** BRIEF **
Nothing but the data, repeated exactly, belongs in the answer.

(Stored data)

=======

use crate::collector::ErrorSink;
use crate::error::FetchError;
use tokio::io::{AsyncBufRead, AsyncBufReadExt};
use tokio::sync::mpsc;

/// Feeds the URL list into the work channel.
///
/// Lines are read once, in order, and trimmed. Blank lines are skipped.
/// Every other line is sent to the workers through `tx`, waiting whenever
/// the channel is full. If reading fails part way a single
/// [`FetchError::SourceRead`] is recorded and dispatching stops; URLs sent
/// before the failure are still processed.
///
/// `tx` is consumed and dropped on return, which closes the channel and
/// tells the workers there is no more work.
///
/// # Returns
///
/// The number of URLs handed to the workers.
pub async fn dispatch<R>(source: R, tx: mpsc::Sender<String>, errors: ErrorSink) -> usize
where
    R: AsyncBufRead + Unpin,
{
    let mut lines = source.lines();
    let mut dispatched = 0;

    loop {
        match lines.next_line().await {
            Ok(Some(line)) => {
                let url = line.trim();
                if url.is_empty() {
                    continue;
                }
                if tx.send(url.to_string()).await.is_err() {
                    // Every worker is gone; nobody is left to take more work.
                    break;
                }
                dispatched += 1;
            }
            Ok(None) => break,
            Err(cause) => {
                errors.record(FetchError::SourceRead { cause });
                break;
            }
        }
    }

    dispatched
}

=======

** ANSWER FOR THE TASK **
use crate::collector::ErrorSink;
use crate::error::FetchError;
use tokio::io::{AsyncBufRead, AsyncBufReadExt};
use tokio::sync::mpsc;

/// Feeds the URL list into the work channel.
///
/// Lines are read once, in order, and trimmed. Blank lines are skipped.
/// Every other line is sent to the workers through `tx`, waiting whenever
/// the channel is full. If reading fails part way a single
/// [`FetchError::SourceRead`] is recorded and dispatching stops; URLs sent
/// before the failure are still processed.
///
/// `tx` is consumed and dropped on return, which closes the channel and
/// tells the workers there is no more work.
///
/// # Returns
///
/// The number of URLs handed to the workers.
pub async fn dispatch<R>(source: R, tx: mpsc::Sender<String>, errors: ErrorSink) -> usize
where
    R: AsyncBufRead + Unpin,
{
    let mut lines = source.lines();
    let mut dispatched = 0;

    loop {
        match lines.next_line().await {
            Ok(Some(line)) => {
                let url = line.trim();
                if url.is_empty() {
                    continue;
                }
                if tx.send(url.to_string()).await.is_err() {
                    // Every worker is gone; nobody is left to take more work.
                    break;
                }
                dispatched += 1;
            }
            Ok(None) => break,
            Err(cause) => {
                errors.record(FetchError::SourceRead { cause });
                break;
            }
        }
    }

    dispatched
}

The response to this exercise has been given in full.